Ryno masih terus tertawa. Dasar suami geblek… istri lagi diejek, dianya malah tertawa. Aku juga baru ingat kalo ia yang buat aku kentut…

“Eh, Titien… tunggu dulu. Aku masih kentang!” Suara Shaun terdengar melengking dan mengetuk pintu kamar.

“Makan tu kentang!” Aku berteriak dari dalam.

"Hahaha...!"


——

Besok paginya… masih pagi-pagi buta aku lagi berduaan dengan Cherry. Memang sih kita sudah janjian bangun pagi untuk menyiapkan sarapan.
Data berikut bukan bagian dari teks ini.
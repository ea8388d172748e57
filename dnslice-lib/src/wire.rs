//! Wire primitives shared by every layer of the protocol.
//!
//! Lowercase unpadded base32, HMAC-SHA256, DNS name arithmetic and the
//! fixed protocol constants live here.

#![forbid(unsafe_code)]

use hmac::{Hmac, Mac};
use sha2::Sha256;

use crate::error::PayloadError;

/// Maximum wire length of a DNS name, root byte included.
pub const MAX_DNS_NAME_WIRE_LENGTH: usize = 255;
/// Maximum textual length of a DNS name without the trailing dot.
pub const MAX_DNS_NAME_TEXT_LENGTH: usize = 253;
/// Hard DNS label limit.
pub const MAX_DNS_LABEL_LENGTH: usize = 63;
/// Packet size every resolver must accept.
pub const CLASSIC_DNS_PACKET_LIMIT: usize = 512;

/// Characters of lowercase base32 text produced from a SHA-256 digest.
pub const DIGEST_TEXT_CAPACITY: usize = 52;

/// Profile byte + flags byte + u16 length, plus the 8-byte truncated MAC.
pub const BINARY_RECORD_OVERHEAD: usize = 12;
pub const PAYLOAD_PROFILE_V1: u8 = 0x01;
pub const PAYLOAD_FLAGS_V1: u8 = 0x00;
pub const PAYLOAD_MAC_TRUNC_LEN: usize = 8;

pub const FILE_ID_LABEL: &str = "file-id:v1|";
pub const MAPPING_FILE_LABEL: &[u8] = b"file:v1|";
pub const MAPPING_SLICE_LABEL: &[u8] = b"slice:v1|";
pub const ENC_KEY_LABEL: &[u8] = b"enc-key|";
pub const ENC_STREAM_LABEL: &[u8] = b"enc-stream|";
pub const MAC_KEY_LABEL: &[u8] = b"mac-key|";
pub const MAC_MESSAGE_LABEL: &[u8] = b"mac-msg|";

const BASE32_ALPHABET: &[u8; 32] = b"abcdefghijklmnopqrstuvwxyz234567";

/// Encodes bytes as lowercase RFC 4648 base32 without padding.
#[must_use]
pub fn base32_encode(data: &[u8]) -> String {
    let mut out = String::with_capacity((data.len() * 8).div_ceil(5));
    let mut buffer: u16 = 0;
    let mut bits = 0u32;
    for &byte in data {
        buffer = (buffer << 8) | u16::from(byte);
        bits += 8;
        while bits >= 5 {
            bits -= 5;
            let index = usize::from((buffer >> bits) & 0x1f);
            out.push(char::from(BASE32_ALPHABET[index]));
        }
        buffer &= (1 << bits) - 1;
    }
    if bits > 0 {
        let index = usize::from((buffer << (5 - bits)) & 0x1f);
        out.push(char::from(BASE32_ALPHABET[index]));
    }
    out
}

/// Decodes lowercase unpadded base32.
///
/// # Errors
///
/// Returns an error for empty input, padding, uppercase or foreign
/// characters, or a length no byte sequence can encode to.
pub fn base32_decode(text: &str) -> Result<Vec<u8>, PayloadError> {
    if text.is_empty() {
        return Err(PayloadError::InvalidBase32("empty text"));
    }
    if matches!(text.len() % 8, 1 | 3 | 6) {
        return Err(PayloadError::InvalidBase32("impossible length"));
    }

    let mut out = Vec::with_capacity(text.len() * 5 / 8);
    let mut buffer: u16 = 0;
    let mut bits = 0u32;
    for byte in text.bytes() {
        let value = match byte {
            b'a'..=b'z' => byte - b'a',
            b'2'..=b'7' => byte - b'2' + 26,
            b'=' => return Err(PayloadError::InvalidBase32("padding is not allowed")),
            _ => return Err(PayloadError::InvalidBase32("character outside alphabet")),
        };
        buffer = (buffer << 5) | u16::from(value);
        bits += 5;
        if bits >= 8 {
            bits -= 8;
            out.push((buffer >> bits) as u8);
            buffer &= (1 << bits) - 1;
        }
    }
    if buffer != 0 {
        return Err(PayloadError::InvalidBase32("non-zero trailing bits"));
    }
    Ok(out)
}

/// HMAC-SHA256 over the concatenation of `parts`.
#[must_use]
pub fn hmac_sha256(key: &[u8], parts: &[&[u8]]) -> [u8; 32] {
    // HMAC accepts keys of any length
    let mut mac =
        Hmac::<Sha256>::new_from_slice(key).unwrap_or_else(|_| unreachable!("HMAC key rejected"));
    for part in parts {
        mac.update(part);
    }
    let mut out = [0u8; 32];
    out.copy_from_slice(&mac.finalize().into_bytes());
    out
}

/// Wire length of a name made of `labels`, root byte included.
pub fn name_wire_length<S: AsRef<str>>(labels: &[S]) -> usize {
    1 + labels
        .iter()
        .map(|label| 1 + label.as_ref().len())
        .sum::<usize>()
}

/// Whether `suffix` is a label-boundary suffix of `labels`.
pub fn labels_is_suffix<S: AsRef<str>, T: AsRef<str>>(suffix: &[S], labels: &[T]) -> bool {
    if suffix.len() > labels.len() {
        return false;
    }
    let offset = labels.len() - suffix.len();
    suffix
        .iter()
        .zip(&labels[offset..])
        .all(|(a, b)| a.as_ref() == b.as_ref())
}

/// Whether `label` is a lowercase LDH hostname label.
#[must_use]
pub fn is_valid_label(label: &str) -> bool {
    let bytes = label.as_bytes();
    if bytes.is_empty() || bytes.len() > MAX_DNS_LABEL_LENGTH {
        return false;
    }
    let alnum = |b: &u8| b.is_ascii_lowercase() || b.is_ascii_digit();
    alnum(&bytes[0])
        && alnum(&bytes[bytes.len() - 1])
        && bytes.iter().all(|b| alnum(b) || *b == b'-')
}

/// Whether `text` only uses the query token alphabet `[a-z0-9]`.
#[must_use]
pub fn is_token_text(text: &str) -> bool {
    !text.is_empty()
        && text
            .bytes()
            .all(|b| b.is_ascii_lowercase() || b.is_ascii_digit())
}

/// Splits `text` into consecutive chunks of at most `cap` characters.
///
/// `text` must be ASCII.
pub fn split_labels(text: &str, cap: usize) -> Vec<String> {
    text.as_bytes()
        .chunks(cap.max(1))
        .map(|chunk| String::from_utf8_lossy(chunk).into_owned())
        .collect()
}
“Mudah-mudahan kamu gak menganggap aku cewek murahan, Cher!” Aku mendekati gadis itu lalu duduk disampingnya.

Cherry hanya menggeleng kepala sambil tersenyum…

“Bagaimana mungkin aku mengganggap Kak Titien seperti itu!” Ia menjawab dengan mantap.

Aku menghela nafas, bersiap untuk ngomong. Dan Cherry pun menggenggam tanganku sambil bersandar di bahu. Aku melihat jam, baru jam 4.30, masih subuh, masih ada banyak waktu. Untung sekali sepagi ini Cherry sudah bangun dan menunggu sendirian di ruang nonton! Ini kesempatan bagiku untuk berbicara dari hati ke hati…

“Kak, apapun yang terjadi aku tetap menganggap Kak Titien orang yang paling aku hormati dan banggakan di dunia!”

Kata-kata Cherry memberi semangat kepadaku untuk mengungkapkan isi hati. Cherry boleh tahu semua rahasiaku. Seperti kata Ryno tadi malam. Kami kan keluarga…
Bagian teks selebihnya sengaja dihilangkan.